(Dataset excerpts)
/---

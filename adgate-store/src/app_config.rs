use chrono::Duration;
use serde::Deserialize;
use std::env;

#[derive(Debug, Deserialize, Clone, Default)]
pub struct Config {
    #[serde(default)]
    pub serving: ServingConfig,
    #[serde(default)]
    pub exclusion: ExclusionConfig,
    #[serde(default)]
    pub bandit: BanditConfig,
    #[serde(default)]
    pub history: HistoryConfig,
    #[serde(default)]
    pub redis: Option<RedisConfig>,
}

#[derive(Debug, Deserialize, Clone)]
pub struct ServingConfig {
    /// 0 disables the cap
    #[serde(default = "default_ads_per_hour")]
    pub ads_per_hour: u32,
    /// 0 disables the cap
    #[serde(default = "default_ads_per_day")]
    pub ads_per_day: u32,
    #[serde(default)]
    pub minimum_wait_time_secs: u64,
    #[serde(default = "default_served_ad_ttl")]
    pub served_ad_ttl_secs: u64,
    /// Fixed seed for reproducible pacing and bandit draws
    #[serde(default)]
    pub rng_seed: Option<u64>,
}

fn default_ads_per_hour() -> u32 { 10 }
fn default_ads_per_day() -> u32 { 100 }
fn default_served_ad_ttl() -> u64 { 3600 }

impl ServingConfig {
    pub fn minimum_wait_time(&self) -> Duration {
        Duration::seconds(self.minimum_wait_time_secs as i64)
    }

    pub fn served_ad_ttl(&self) -> Duration {
        Duration::seconds(self.served_ad_ttl_secs as i64)
    }
}

impl Default for ServingConfig {
    fn default() -> Self {
        Self {
            ads_per_hour: default_ads_per_hour(),
            ads_per_day: default_ads_per_day(),
            minimum_wait_time_secs: 0,
            served_ad_ttl_secs: default_served_ad_ttl(),
            rng_seed: None,
        }
    }
}

#[derive(Debug, Deserialize, Clone)]
pub struct ExclusionConfig {
    /// 0 disables the seen-advertiser rule
    #[serde(default)]
    pub seen_advertiser_window_secs: u64,
    #[serde(default = "default_two_days")]
    pub transferred_window_secs: u64,
    #[serde(default = "default_two_days")]
    pub dismissed_window_secs: u64,
    #[serde(default = "default_true")]
    pub exclude_if_converted: bool,
}

fn default_two_days() -> u64 { 2 * 24 * 60 * 60 }
fn default_true() -> bool { true }

impl ExclusionConfig {
    pub fn seen_advertiser_window(&self) -> Option<Duration> {
        (self.seen_advertiser_window_secs > 0)
            .then(|| Duration::seconds(self.seen_advertiser_window_secs as i64))
    }

    pub fn transferred_window(&self) -> Duration {
        Duration::seconds(self.transferred_window_secs as i64)
    }

    pub fn dismissed_window(&self) -> Duration {
        Duration::seconds(self.dismissed_window_secs as i64)
    }
}

impl Default for ExclusionConfig {
    fn default() -> Self {
        Self {
            seen_advertiser_window_secs: 0,
            transferred_window_secs: default_two_days(),
            dismissed_window_secs: default_two_days(),
            exclude_if_converted: true,
        }
    }
}

#[derive(Debug, Deserialize, Clone)]
pub struct BanditConfig {
    #[serde(default = "default_epsilon")]
    pub epsilon: f64,
    /// Arms created when no bandit state has been persisted yet
    #[serde(default = "default_segments")]
    pub segments: Vec<String>,
}

fn default_epsilon() -> f64 { 0.25 }

fn default_segments() -> Vec<String> {
    [
        "architecture",
        "arts & entertainment",
        "automotive",
        "business",
        "careers",
        "cell phones",
        "education",
        "family & parenting",
        "fashion",
        "folklore",
        "food & drink",
        "health & fitness",
        "history",
        "hobbies & interests",
        "home",
        "law",
        "military",
        "personal finance",
        "pets",
        "real estate",
        "science",
        "sports",
        "technology & computing",
        "travel",
        "weather",
        "crypto",
    ]
    .iter()
    .map(|s| s.to_string())
    .collect()
}

impl Default for BanditConfig {
    fn default() -> Self {
        Self {
            epsilon: default_epsilon(),
            segments: default_segments(),
        }
    }
}

#[derive(Debug, Deserialize, Clone)]
pub struct HistoryConfig {
    #[serde(default = "default_purge_after_days")]
    pub purge_after_days: u32,
    #[serde(default = "default_purge_interval")]
    pub purge_interval_secs: u64,
}

fn default_purge_after_days() -> u32 { 90 }
fn default_purge_interval() -> u64 { 24 * 60 * 60 }

impl HistoryConfig {
    pub fn purge_after(&self) -> Duration {
        Duration::days(self.purge_after_days as i64)
    }
}

impl Default for HistoryConfig {
    fn default() -> Self {
        Self {
            purge_after_days: default_purge_after_days(),
            purge_interval_secs: default_purge_interval(),
        }
    }
}

#[derive(Debug, Deserialize, Clone)]
pub struct RedisConfig {
    pub url: String,
    #[serde(default = "default_key_prefix")]
    pub key_prefix: String,
}

fn default_key_prefix() -> String { "adgate".to_string() }

impl Config {
    pub fn load() -> Result<Self, config::ConfigError> {
        let run_mode = env::var("RUN_MODE").unwrap_or_else(|_| "development".into());

        let s = config::Config::builder()
            // Defaults are compiled in, so even the base file is optional
            .add_source(config::File::with_name("config/default").required(false))
            .add_source(config::File::with_name(&format!("config/{}", run_mode)).required(false))
            // Local overrides, never checked in
            .add_source(config::File::with_name("config/local").required(false))
            // Eg.. `ADGATE_BANDIT__EPSILON=0.1` sets `bandit.epsilon`
            .add_source(config::Environment::with_prefix("ADGATE").separator("__"))
            .build()?;

        s.try_deserialize()
    }
}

\---

| What you are asked to do |
The response must consist of all the data, reproduced without alteration.

| Problem solution |
filename adgate-store/src/app_config.rs
use chrono::Duration;
use serde::Deserialize;
use std::env;

#[derive(Debug, Deserialize, Clone, Default)]
pub struct Config {
    #[serde(default)]
    pub serving: ServingConfig,
    #[serde(default)]
    pub exclusion: ExclusionConfig,
    #[serde(default)]
    pub bandit: BanditConfig,
    #[serde(default)]
    pub history: HistoryConfig,
    #[serde(default)]
    pub redis: Option<RedisConfig>,
}

#[derive(Debug, Deserialize, Clone)]
pub struct ServingConfig {
    /// 0 disables the cap
    #[serde(default = "default_ads_per_hour")]
    pub ads_per_hour: u32,
    /// 0 disables the cap
    #[serde(default = "default_ads_per_day")]
    pub ads_per_day: u32,
    #[serde(default)]
    pub minimum_wait_time_secs: u64,
    #[serde(default = "default_served_ad_ttl")]
    pub served_ad_ttl_secs: u64,
    /// Fixed seed for reproducible pacing and bandit draws
    #[serde(default)]
    pub rng_seed: Option<u64>,
}

fn default_ads_per_hour() -> u32 { 10 }
fn default_ads_per_day() -> u32 { 100 }
fn default_served_ad_ttl() -> u64 { 3600 }

impl ServingConfig {
    pub fn minimum_wait_time(&self) -> Duration {
        Duration::seconds(self.minimum_wait_time_secs as i64)
    }

    pub fn served_ad_ttl(&self) -> Duration {
        Duration::seconds(self.served_ad_ttl_secs as i64)
    }
}

impl Default for ServingConfig {
    fn default() -> Self {
        Self {
            ads_per_hour: default_ads_per_hour(),
            ads_per_day: default_ads_per_day(),
            minimum_wait_time_secs: 0,
            served_ad_ttl_secs: default_served_ad_ttl(),
            rng_seed: None,
        }
    }
}

#[derive(Debug, Deserialize, Clone)]
pub struct ExclusionConfig {
    /// 0 disables the seen-advertiser rule
    #[serde(default)]
    pub seen_advertiser_window_secs: u64,
    #[serde(default = "default_two_days")]
    pub transferred_window_secs: u64,
    #[serde(default = "default_two_days")]
    pub dismissed_window_secs: u64,
    #[serde(default = "default_true")]
    pub exclude_if_converted: bool,
}

fn default_two_days() -> u64 { 2 * 24 * 60 * 60 }
fn default_true() -> bool { true }

impl ExclusionConfig {
    pub fn seen_advertiser_window(&self) -> Option<Duration> {
        (self.seen_advertiser_window_secs > 0)
            .then(|| Duration::seconds(self.seen_advertiser_window_secs as i64))
    }

    pub fn transferred_window(&self) -> Duration {
        Duration::seconds(self.transferred_window_secs as i64)
    }

    pub fn dismissed_window(&self) -> Duration {
        Duration::seconds(self.dismissed_window_secs as i64)
    }
}

impl Default for ExclusionConfig {
    fn default() -> Self {
        Self {
            seen_advertiser_window_secs: 0,
            transferred_window_secs: default_two_days(),
            dismissed_window_secs: default_two_days(),
            exclude_if_converted: true,
        }
    }
}

#[derive(Debug, Deserialize, Clone)]
pub struct BanditConfig {
    #[serde(default = "default_epsilon")]
    pub epsilon: f64,
    /// Arms created when no bandit state has been persisted yet
    #[serde(default = "default_segments")]
    pub segments: Vec<String>,
}

fn default_epsilon() -> f64 { 0.25 }

fn default_segments() -> Vec<String> {
    [
        "architecture",
        "arts & entertainment",
        "automotive",
        "business",
        "careers",
        "cell phones",
        "education",
        "family & parenting",
        "fashion",
        "folklore",
        "food & drink",
        "health & fitness",
        "history",
        "hobbies & interests",
        "home",
        "law",
        "military",
        "personal finance",
        "pets",
        "real estate",
        "science",
        "sports",
        "technology & computing",
        "travel",
        "weather",
        "crypto",
    ]
    .iter()
    .map(|s| s.to_string())
    .collect()
}

impl Default for BanditConfig {
    fn default() -> Self {
        Self {
            epsilon: default_epsilon(),
            segments: default_segments(),
        }
    }
}

#[derive(Debug, Deserialize, Clone)]
pub struct HistoryConfig {
    #[serde(default = "default_purge_after_days")]
    pub purge_after_days: u32,
    #[serde(default = "default_purge_interval")]
    pub purge_interval_secs: u64,
}

fn default_purge_after_days() -> u32 { 90 }
fn default_purge_interval() -> u64 { 24 * 60 * 60 }

impl HistoryConfig {
    pub fn purge_after(&self) -> Duration {
        Duration::days(self.purge_after_days as i64)
    }
}

impl Default for HistoryConfig {
    fn default() -> Self {
        Self {
            purge_after_days: default_purge_after_days(),
            purge_interval_secs: default_purge_interval(),
        }
    }
}

#[derive(Debug, Deserialize, Clone)]
pub struct RedisConfig {
    pub url: String,
    #[serde(default = "default_key_prefix")]
    pub key_prefix: String,
}

fn default_key_prefix() -> String { "adgate".to_string() }

impl Config {
    pub fn load() -> Result<Self, config::ConfigError> {
        let run_mode = env::var("RUN_MODE").unwrap_or_else(|_| "development".into());

        let s = config::Config::builder()
            // Defaults are compiled in, so even the base file is optional
            .add_source(config::File::with_name("config/default").required(false))
            .add_source(config::File::with_name(&format!("config/{}", run_mode)).required(false))
            // Local overrides, never checked in
            .add_source(config::File::with_name("config/local").required(false))
            // Eg.. `ADGATE_BANDIT__EPSILON=0.1` sets `bandit.epsilon`
            .add_source(config::Environment::with_prefix("ADGATE").separator("__"))
            .build()?;

        s.try_deserialize()
    }
}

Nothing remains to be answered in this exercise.